Different cell types differ in their ability to produce NO after cytokine stimulation. Human primary osteoblast and hepatocyte cultures require combinations of two or three cytokines for a significant induction of NO synthesis,22,23 whereas human chondrocytes can be induced by single cytokines such as IL-1 and TNF to produce NO.24,25 In all cell types, however, combinations of cytokines are generally more potent inducers of NO than single cytokines.22,24,26

The iNOS pathway is thought to be capable of generating much larger quantities of NO (nanomolar range) over a more prolonged time frame than the constitutive NOS (cNOS) enzymes (picomolar concentrations).2,27 However, because iNOS activity depends on transcription, response to external stimuli is not as rapid as that of cNOS (hours rather than seconds).

Mechanisms of NO action

Nitric oxide is a highly reactive molecule, and because of this has many potential molecular targets.

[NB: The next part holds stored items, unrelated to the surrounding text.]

//! Async-handle adapter.
//!
//! Wraps a conventional asynchronous handle and checks it without waiting: a pending handle is
//! reported as temporarily unavailable, a cancelled or failed one as permanently unavailable.
//! Blocking is left entirely to an enclosing [`Ensured`](crate::Ensured).

use crate::attempt::Attempt;
use crate::deferred::Deferred;
use crate::error::{BoxError, DeferredError};
use futures::FutureExt;
use std::any::Any;
use std::fmt;
use std::future::Future;
use std::pin::Pin;
use std::sync::{Mutex, PoisonError};
use std::task::{Context, Poll};

/// State of a handle observed by a zero-wait poll.
#[derive(Debug)]
pub enum HandlePoll<T> {
    /// Not complete yet.
    Pending,
    /// Completed with a value.
    Ready(T),
    /// Cancelled before producing a value.
    Cancelled,
    /// Completed with an error.
    Failed(BoxError),
}

/// A handle that can be checked for completion without blocking.
///
/// After `poll_now` has returned anything other than `Pending` it is not called again.
pub trait PollHandle {
    type Output;

    fn poll_now(&mut self) -> HandlePoll<Self::Output>;
}

impl<T> PollHandle for tokio::task::JoinHandle<T> {
    type Output = T;

    fn poll_now(&mut self) -> HandlePoll<T> {
        if !self.is_finished() {
            return HandlePoll::Pending;
        }
        match self.now_or_never() {
            None => HandlePoll::Pending,
            Some(Ok(value)) => HandlePoll::Ready(value),
            Some(Err(e)) if e.is_cancelled() => HandlePoll::Cancelled,
            Some(Err(e)) => HandlePoll::Failed(Box::new(e)),
        }
    }
}

impl<T> PollHandle for tokio::sync::oneshot::Receiver<T> {
    type Output = T;

    fn poll_now(&mut self) -> HandlePoll<T> {
        use tokio::sync::oneshot::error::TryRecvError;

        match self.try_recv() {
            Ok(value) => HandlePoll::Ready(value),
            Err(TryRecvError::Empty) => HandlePoll::Pending,
            Err(TryRecvError::Closed) => HandlePoll::Cancelled,
        }
    }
}

/// Poll handle for a spawned OS thread.
#[derive(Debug)]
pub struct ThreadHandle<T> {
    handle: Option<std::thread::JoinHandle<T>>,
}

impl<T> ThreadHandle<T> {
    pub fn new(handle: std::thread::JoinHandle<T>) -> Self {
        Self { handle: Some(handle) }
    }
}

impl<T> From<std::thread::JoinHandle<T>> for ThreadHandle<T> {
    fn from(handle: std::thread::JoinHandle<T>) -> Self {
        Self::new(handle)
    }
}

fn panic_message(payload: &(dyn Any + Send)) -> String {
    if let Some(s) = payload.downcast_ref::<&str>() {
        (*s).to_string()
    } else if let Some(s) = payload.downcast_ref::<String>() {
        s.clone()
    } else {
        "thread panicked".to_string()
    }
}

impl<T> PollHandle for ThreadHandle<T> {
    type Output = T;

    fn poll_now(&mut self) -> HandlePoll<T> {
        match self.handle.take() {
            None => HandlePoll::Cancelled,
            Some(handle) if !handle.is_finished() => {
                self.handle = Some(handle);
                HandlePoll::Pending
            }
            Some(handle) => match handle.join() {
                Ok(value) => HandlePoll::Ready(value),
                Err(payload) => HandlePoll::Failed(panic_message(payload.as_ref()).into()),
            },
        }
    }
}

/// Poll handle for a boxed future producing a `Result`.
///
/// The future is polled with a no-op waker, so it must be driven by something other than its
/// waker: shared state, a channel filled by another thread, and the like.
pub struct PolledFuture<T, E> {
    future: Pin<Box<dyn Future<Output = Result<T, E>> + Send>>,
}

impl<T, E> PolledFuture<T, E> {
    pub fn new<F>(future: F) -> Self
    where
        F: Future<Output = Result<T, E>> + Send + 'static,
    {
        Self { future: Box::pin(future) }
    }
}

impl<T, E> fmt::Debug for PolledFuture<T, E> {
    fn fmt(&self, f: &mut fmt::Formatter<'_>) -> fmt::Result {
        f.debug_struct("PolledFuture").finish_non_exhaustive()
    }
}

impl<T, E> PollHandle for PolledFuture<T, E>
where
    E: Into<BoxError>,
{
    type Output = T;

    fn poll_now(&mut self) -> HandlePoll<T> {
        let mut cx = Context::from_waker(futures::task::noop_waker_ref());
        match self.future.as_mut().poll(&mut cx) {
            Poll::Pending => HandlePoll::Pending,
            Poll::Ready(Ok(value)) => HandlePoll::Ready(value),
            Poll::Ready(Err(e)) => HandlePoll::Failed(e.into()),
        }
    }
}

enum HandleState<H, T> {
    Waiting(H),
    Resolved(T),
    Gone(String),
}

/// Deferred value backed by an asynchronous handle.
///
/// The first completed result is remembered, so later calls return the same value even though
/// most handles can only hand their result out once.
pub struct FutureValue<H: PollHandle> {
    state: Mutex<HandleState<H, H::Output>>,
}

impl<H: PollHandle> FutureValue<H> {
    pub fn new(handle: H) -> Self {
        Self { state: Mutex::new(HandleState::Waiting(handle)) }
    }
}

impl<H> Deferred for FutureValue<H>
where
    H: PollHandle,
    H::Output: Clone,
{
    type Output = H::Output;

    fn get(&self) -> Attempt<H::Output> {
        let mut state = self.state.lock().unwrap_or_else(PoisonError::into_inner);
        let polled = match &mut *state {
            HandleState::Resolved(value) => return Attempt::Ready(value.clone()),
            HandleState::Gone(reason) => {
                return Attempt::Failed(DeferredError::permanent_with(
                    self.describe(),
                    reason.clone(),
                ))
            }
            HandleState::Waiting(handle) => handle.poll_now(),
        };

        match polled {
            HandlePoll::Pending => Attempt::Failed(DeferredError::transient(self.describe())),
            HandlePoll::Ready(value) => {
                *state = HandleState::Resolved(value.clone());
                Attempt::Ready(value)
            }
            HandlePoll::Cancelled => {
                *state = HandleState::Gone("cancelled".to_string());
                Attempt::Failed(DeferredError::permanent_with(self.describe(), "cancelled"))
            }
            HandlePoll::Failed(e) => {
                *state = HandleState::Gone(e.to_string());
                Attempt::Failed(DeferredError::permanent_with(self.describe(), e))
            }
        }
    }

    fn describe(&self) -> String {
        format!("Future<{}>", self.output_type())
    }
}

impl<H: PollHandle> fmt::Debug for FutureValue<H> {
    fn fmt(&self, f: &mut fmt::Formatter<'_>) -> fmt::Result {
        let state = match &*self.state.lock().unwrap_or_else(PoisonError::into_inner) {
            HandleState::Waiting(_) => "waiting",
            HandleState::Resolved(_) => "resolved",
            HandleState::Gone(_) => "gone",
        };
        f.debug_struct("FutureValue").field("state", &state).finish()
    }
}

/// Adapt an asynchronous handle into a deferred value.
pub fn future<H: PollHandle>(handle: H) -> FutureValue<H> {
    FutureValue::new(handle)
}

In vascular smooth muscle and platelets, NO binds to the haem moiety of soluble guanylyl cyclase (sGC)9 thus increasing the enzyme activity. The resulting elevation in cGMP levels causes activation of a cascade of cGMP dependent protein kinases, which mediate smooth muscle relaxation, and inhibition of platelet adhesion. Interestingly, the conformational changes induced by binding of NO to the haem moiety of the NOS enzymes inhibit enzyme activity, thereby providing an autoregulatory feedback loop by which increased NO levels limit NO production.28

Other biological effects of NO are mediated by its ability to react with sulphydryl residues and iron-sulphur centres in proteins. The effect on iron-sulphur centres is thought to be responsible for the inhibitory effect of high NO concentrations on cell growth via interaction with mitochondrial aconitase, a critical enzyme in the Krebs cycle.9

Recently, Landers et al.2931 have shown that the small GTPase p21ras is another molecular target for NO. NO nitrosylates the cysteine residue 118 (Cys118) of p21ras, resulting in activation of GTPase activity and stimulation of the map kinase and NFkB signal transduction pathways.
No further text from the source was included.